> [EXERCISE OBJECTIVE]
Everything from the line containing "Ok(Some(b))" through the line containing "a body chunk." in the listing below should be copied exactly, and nothing more.

> [EXTRACTED RECORDS]
//! Length-prefixed byte frames.
//!
//! Layout of a frame stream:
//!
//! ```text
//! version (2 bytes)
//! header count (u64 LE), then each header as length (u64 LE) + bytes
//! body chunks, each as length (u64 LE) + bytes, until EOF
//! ```

use std::io::{self, Read, Write};
use thiserror::Error;

/// Largest single length-prefixed chunk accepted by readers.
pub const MAX_FRAME_SIZE: u64 = 64 * 1024 * 1024;

/// Framing errors.
#[derive(Debug, Error)]
pub enum FrameError {
    #[error("io: {0}")]
    Io(#[from] io::Error),

    #[error("unexpected eof")]
    UnexpectedEof,

    #[error("frame too large, {0} bytes")]
    TooLarge(u64),
}

/// Write `b` prefixed with its length.
pub fn write_lengthed<W: Write>(w: &mut W, b: &[u8]) -> Result<(), FrameError> {
    w.write_all(&(b.len() as u64).to_le_bytes())?;
    w.write_all(b)?;
    Ok(())
}

fn read_u64<R: Read>(r: &mut R) -> Result<Option<u64>, FrameError> {
    let mut buf = [0u8; 8];
    let mut read = 0;
    while read < buf.len() {
        match r.read(&mut buf[read..]) {
            Ok(0) if read == 0 => return Ok(None),
            Ok(0) => return Err(FrameError::UnexpectedEof),
            Ok(n) => read += n,
            Err(e) if e.kind() == io::ErrorKind::Interrupted => {}
            Err(e) => return Err(e.into()),
        }
    }
    Ok(Some(u64::from_le_bytes(buf)))
}

/// Read one length-prefixed chunk; `None` at a clean EOF.
pub fn read_lengthed<R: Read>(r: &mut R) -> Result<Option<Vec<u8>>, FrameError> {
    let Some(len) = read_u64(r)? else {
        return Ok(None);
    };
    if len > MAX_FRAME_SIZE {
        return Err(FrameError::TooLarge(len));
    }

    let mut b = vec![0u8; len as usize];
    r.read_exact(&mut b).map_err(|e| match e.kind() {
        io::ErrorKind::UnexpectedEof => FrameError::UnexpectedEof,
        _ => FrameError::Io(e),
    })?;
    Ok(Some(b))
}

/// Writes a version, headers and then body chunks.
pub struct BytesFrameWriter<W> {
    w: W,
}

impl<W: Write> BytesFrameWriter<W> {
    /// Write the version and headers.
    pub fn new(mut w: W, version: [u8; 2], headers: &[&[u8]]) -> Result<Self, FrameError> {
        w.write_all(&version)?;
        w.write_all(&(headers.len() as u64).to_le_bytes())?;
        for h in headers {
            write_lengthed(&mut w, h)?;
        }
        Ok(Self { w })
    }

    /// Write a body chunk.
    pub fn write_body(&mut self, b: &[u8]) -> Result<(), FrameError> {
        write_lengthed(&mut self.w, b)
    }

    /// Flush and return the inner writer.
    pub fn into_inner(mut self) -> Result<W, FrameError> {
        self.w.flush()?;
        Ok(self.w)
    }
}

/// Reads frames written by [`BytesFrameWriter`].
pub struct BytesFrameReader<R> {
    r: R,
    version: [u8; 2],
    headers: Vec<Vec<u8>>,
}

impl<R: Read> BytesFrameReader<R> {
    /// Read the version and headers.
    pub fn new(mut r: R) -> Result<Self, FrameError> {
        let mut version = [0u8; 2];
        r.read_exact(&mut version).map_err(|e| match e.kind() {
            io::ErrorKind::UnexpectedEof => FrameError::UnexpectedEof,
            _ => FrameError::Io(e),
        })?;

        let count = read_u64(&mut r)?.ok_or(FrameError::UnexpectedEof)?;
        if count > MAX_FRAME_SIZE {
            return Err(FrameError::TooLarge(count));
        }

        let mut headers = Vec::with_capacity(count.min(16) as usize);
        for _ in 0..count {
            headers.push(read_lengthed(&mut r)?.ok_or(FrameError::UnexpectedEof)?);
        }

        Ok(Self {
            r,
            version,
            headers,
        })
    }

    pub fn version(&self) -> [u8; 2] {
        self.version
    }

    pub fn headers(&self) -> &[Vec<u8>] {
        &self.headers
    }

    /// Next body chunk; `None` when the stream is exhausted.
    pub fn next_body(&mut self) -> Result<Option<Vec<u8>>, FrameError> {
        read_lengthed(&mut self.r)
    }
}

#[cfg(test)]
mod tests {
    use super::*;

    #[test]
    fn test_frame_stream() {
        let headers: [&[u8]; 2] = [b"kind", b""];
        let mut w = BytesFrameWriter::new(Vec::new(), [0, 1], &headers).unwrap();
        w.write_body(b"first").unwrap();
        w.write_body(b"").unwrap();
        let buf = w.into_inner().unwrap();

        let mut r = BytesFrameReader::new(buf.as_slice()).unwrap();
        assert_eq!(r.version(), [0, 1]);
        assert_eq!(r.headers(), &[b"kind".to_vec(), Vec::new()]);
        assert_eq!(r.next_body().unwrap(), Some(b"first".to_vec()));
        assert_eq!(r.next_body().unwrap(), Some(Vec::new()));
        assert_eq!(r.next_body().unwrap(), None);
    }

    #[test]
    fn test_truncated_body() {
        let mut w = BytesFrameWriter::new(Vec::new(), [0, 1], &[]).unwrap();
        w.write_body(b"0123456789").unwrap();
        let mut buf = w.into_inner().unwrap();
        buf.truncate(buf.len() - 3);

        let mut r = BytesFrameReader::new(buf.as_slice()).unwrap();
        assert!(matches!(r.next_body(), Err(FrameError::UnexpectedEof)));
    }

    #[test]
    fn test_too_large() {
        let mut buf = vec![0, 1];
        buf.extend_from_slice(&0u64.to_le_bytes());
        buf.extend_from_slice(&(MAX_FRAME_SIZE + 1).to_le_bytes());

        let mut r = BytesFrameReader::new(buf.as_slice()).unwrap();
        assert!(matches!(r.next_body(), Err(FrameError::TooLarge(_))));
    }

    #[test]
    fn test_missing_headers() {
        let mut buf = vec![0, 1];
        buf.extend_from_slice(&2u64.to_le_bytes());
        write_lengthed(&mut buf, b"only one").unwrap();

        assert!(matches!(
            BytesFrameReader::new(buf.as_slice()),
            Err(FrameError::UnexpectedEof)
        ));
    }
}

> [EXERCISE RESPONSE]
    Ok(Some(b))
}

/// Writes a version, headers and then body chunks.
pub struct BytesFrameWriter<W> {
    w: W,
}

impl<W: Write> BytesFrameWriter<W> {
    /// Write the version and headers.
    pub fn new(mut w: W, version: [u8; 2], headers: &[&[u8]]) -> Result<Self, FrameError> {
        w.write_all(&version)?;
        w.write_all(&(headers.len() as u64).to_le_bytes())?;
        for h in headers {
            write_lengthed(&mut w, h)?;
        }
        Ok(Self { w })
    }

    /// Write a body chunk.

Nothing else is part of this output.